Der Anfang vom Ende hat am 20. November begonnen. An diesem Tag hat der neue Haus-Großgrundbesitzer Heimstaden mit Vertretern der Berliner Bezirke eine sogenannte Abwendungsvereinbarung ausgehandelt und unterschrieben. Der Weg ist frei zum Kauf von sieben Sprengelkiezhäusern, trotz Milieuschutz. Der genaue Wortlaut ist noch nicht bekannt. In einer Pressemitteilung heißt es: “In der Abwendungsvereinbarung mit den Bezirken verpflichtet sich Heimstaden u.a., auf die Umwandlung der Mietshäuser in Eigentumswohnungen für die Dauer von 20 Jahren zu verzichten.” Ein Meinungsbeitrag aus dem Sprengelkiez.
Vorkauf durch Mieter extrem selten
20 Jahre Schutz – das klingt beruhigend. Doch die Praxis ist eher beunruhigend. Einfach gesagt, kann ein Hauseigentümer diese Frist verkürzen auf sieben Jahre, wenn die Wohnungen in dieser Zeit den Mieter:innen zum Vorkauf angeboten werden. Bei den überwiegend geringen Haushaltseinkommen im Sprengelkiez der blanke Hohn. Von Mieter:innen vorgekauft wurde von 2015–2019 nicht eine einzige Wohnung. In Gesamtberlin im selben Zeitraum: nur 54 Wohnungen. Und nun die Umwandlungszahlen: von 2015–2019 wurden in Gesamtberlin 18.382 Wohnungen umgewandelt. In unserem Milieuschutzgebiet Sparrplatz: 401 Wohnungen.

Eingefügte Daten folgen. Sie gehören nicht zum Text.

//! Numeric value representation.
//!
//! The `Number` enum represents numeric values that can be either integers
//! or floating point numbers, handled uniformly while preserving type
//! information.

use serde::{Deserialize, Serialize};

#[derive(Clone, Debug, PartialEq, Serialize, Deserialize)]
#[serde(tag = "type", content = "value")]
pub enum Number {
    /// Integer value (64-bit signed integer).
    Integer(i64),
    /// Floating-point value (64-bit float).
    Float(f64),
}

impl Number {
    /// Converts the number to an `f64` value.
    ///
    /// Integers are converted to floats without loss of precision for
    /// magnitudes below 2^53.
    pub fn as_f64(&self) -> f64 {
        match self {
            Number::Integer(i) => *i as f64,
            Number::Float(f) => *f,
        }
    }

    /// Returns the integer value, if this is an integer.
    pub fn as_i64(&self) -> Option<i64> {
        match self {
            Number::Integer(i) => Some(*i),
            Number::Float(_) => None,
        }
    }
}

impl From<i64> for Number {
    fn from(value: i64) -> Self {
        Number::Integer(value)
    }
}

impl From<i32> for Number {
    fn from(value: i32) -> Self {
        Number::Integer(value as i64)
    }
}

impl From<f64> for Number {
    fn from(value: f64) -> Self {
        Number::Float(value)
    }
}

#[cfg(test)]
mod tests {
    use super::*;

    #[test]
    fn test_as_f64() {
        assert_eq!(Number::Integer(42).as_f64(), 42.0);
        assert_eq!(Number::Float(2.5).as_f64(), 2.5);
    }

    #[test]
    fn test_as_i64() {
        assert_eq!(Number::Integer(-3).as_i64(), Some(-3));
        assert_eq!(Number::Float(3.0).as_i64(), None);
    }
}
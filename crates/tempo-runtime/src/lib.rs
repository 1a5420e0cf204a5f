//! Tempo Runtime - Out-of-order dataflow task scheduler.
//!
//! This crate provides the scheduling machinery built on top of
//! `tempo-core`: the time capsule (snapshot-by-delta over the mutable model
//! data), the priority generator and priority-partitioned ready queue, the
//! task rewriter protocol, and the out-of-order processor that ties them
//! together.

pub mod capsule;
pub mod scheduler;

pub use capsule::TimeCapsule;
pub use scheduler::{
    OutOfOrderProcessor, PriorityGenerator, ReadyQueue, SchedulerConfig, SchedulerStats,
    SimpleTaskRewriter, TaskRewriter,
};
//! Scheduler configuration.

use serde::{Deserialize, Serialize};

/// Configuration for the out-of-order processor.
#[derive(Debug, Clone, Default, Serialize, Deserialize)]
pub struct SchedulerConfig {
    /// Abort the remaining batch on the first task-closure failure.
    ///
    /// In the default lenient mode `process_all_tasks` logs a failure and
    /// keeps draining the ready queue; the failing instruction counts as
    /// executed either way and its successors proceed.
    #[serde(default)]
    pub strict_failures: bool,
}

impl SchedulerConfig {
    /// Sets the strict failure mode.
    pub fn with_strict_failures(mut self, strict: bool) -> Self {
        self.strict_failures = strict;
        self
    }
}

#[cfg(test)]
mod tests {
    use super::*;

    #[test]
    fn test_default_is_lenient() {
        assert!(!SchedulerConfig::default().strict_failures);
        assert!(SchedulerConfig::default()
            .with_strict_failures(true)
            .strict_failures);
    }

    #[test]
    fn test_deserialize_with_missing_fields() {
        let config: SchedulerConfig = serde_json::from_str("{}").unwrap();
        assert!(!config.strict_failures);
    }
}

Der rbb hat recherchiert, dass dieseur Trend sich aktuell noch weiter verschärft. Die gerade in allen Bezirken erscheinenden Halbjahreszahlen für Januar ‑Juli 2020 zeigen: Schon bis Jahresmitte wurden in den meisten Bezirken fast so viele Wohnungen umgewandelt wie im gesamten Jahr 2019. Die Gentrifizierung, die Verdrängung langjähriger Kiezbewohner:innen geht also jetzt in zeitgemäßem Supertempo weiter.
Ein interessanter Vorschlag zur Gegenwehr kommt aus Friedrichshain-Kreuzberg, vom dortigen Baustadtrat Florian Schmidt (Grüne). Er verlangt, Menschen zu unterstützen, ihre Häuser selbst zu erwerben. Dies sei zum Beispiel mit Hilfe von Genossenschaften möglich. Er macht zudem den Vorschlag, eine sogenannte Ankaufsagentur zu gründen. Außerdem sollen Förderdarlehen in einer ausreichenden Größenordnung zur Verfügung gestellt werden.

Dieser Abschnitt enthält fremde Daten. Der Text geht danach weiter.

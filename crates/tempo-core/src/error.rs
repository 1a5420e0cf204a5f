//! Runtime errors.
//!
//! This module defines errors that occur while scheduling and executing
//! tasks, including time-capsule positioning failures, invalid output
//! transfers, and user task-closure failures.

use thiserror::Error;

use crate::types::InstructionId;

/// Errors that occur during scheduling and execution.
#[derive(Debug, Error)]
pub enum RuntimeError {
    /// Time capsule error: the state is held by a different instant.
    #[error("time capsule already acquired by another instant")]
    TimeCapsuleAlreadyAcquired,

    /// Time capsule error: release without a matching acquire.
    #[error("time capsule is not acquired")]
    TimeCapsuleNotAcquired,

    /// Time capsule error: release through an instant that does not hold
    /// the state.
    #[error("time capsule is acquired by a different instant")]
    TimeCapsuleAcquiredElsewhere,

    /// Output transfer to an instruction that does not depend on the source.
    #[error("instruction {to} does not depend on instruction {from}")]
    IndependentTransfer {
        /// Instruction whose outputs were being transferred.
        from: InstructionId,
        /// Target instruction that lists no such dependency.
        to: InstructionId,
    },

    /// A user task closure failed.
    ///
    /// The instruction counts as executed; its successors proceed.
    #[error("task closure failed: {message}")]
    TaskClosure {
        /// Error message produced by the closure.
        message: String,
    },

    /// Scheduler error: general.
    #[error("scheduler error: {message}")]
    Scheduler {
        /// Error message describing the scheduler failure.
        message: String,
    },

    /// Internal state invariant violation. Always fatal.
    #[error("state error: {0}")]
    State(String),
}

/// Convenience alias used across the Tempo crates.
pub type RuntimeResult<T> = Result<T, RuntimeError>;

#[cfg(test)]
mod tests {
    use super::*;

    #[test]
    fn test_error_display() {
        let err = RuntimeError::IndependentTransfer { from: 3, to: 7 };
        assert_eq!(
            err.to_string(),
            "instruction 7 does not depend on instruction 3"
        );

        let err = RuntimeError::TaskClosure {
            message: "boom".to_string(),
        };
        assert!(err.to_string().contains("boom"));
    }
}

Genossenschaftliches Wohnungseigentum hat sich in der Vergangenheit bewährt und ist zukunftstauglich. Es sollte gestärkt, gefördert und unterstützt werden. Mieter:innen haben ein Interesse an der Instandhaltung und Pflege ihrer Wohnhäuser. Sie sollten mitwirken und mitbestimmen können, wenn es um ihr Mietshaus geht.
Wenn das so weitergeht
Trotz Milieuschutz haben rein renditeorientierte Immobilienspekulanten wie Akelius, Vonovia und Gabriel, deren Häuser Heimstaden jetzt u.a. übernommen hat, seit Jahren ihren Fuß in der Tür im Sprengelkiez. Diese Hauseigentümer haben kein Interesse an der Erhaltung ihrer Häuser im jetzigen Zustand und an den bunt gemischten Menschen, die das Kiezmilieu ausmachen. Sie wollen Rendite erwirtschaften und das geht am besten durch Luxusmodernisierung und Umwandlung in Eigentumswohnungen. Wenn das so weitergeht, wird der Sprengelkiez mit seiner attraktiv-zentralen Lage in Zukunft ein Luxuswohnghetto mit Videoüberwachung, Security und Concierge hinter Sicherheitsmauern. Wir Sprengelkiezler:innen sitzen dann an den Stadtrand vertrieben in unseren nicht mehr instandgehaltenen Plattenbau-Bruchbuden. Dieses Horror-Wohnen einer tiefgespaltenen Gesellschaft gibt es an deren Orten der Welt bereits. Wir Sprengelkiezler:innen brauchen und wollen das nicht.
Zusammenhalten in dieser finsteren Zeit könnte helfen: Heimstaden! Sprengelkiez is watching you. Gemeinsam statt einsam gegen Heimstaden, Akelius, Vonovia & Co!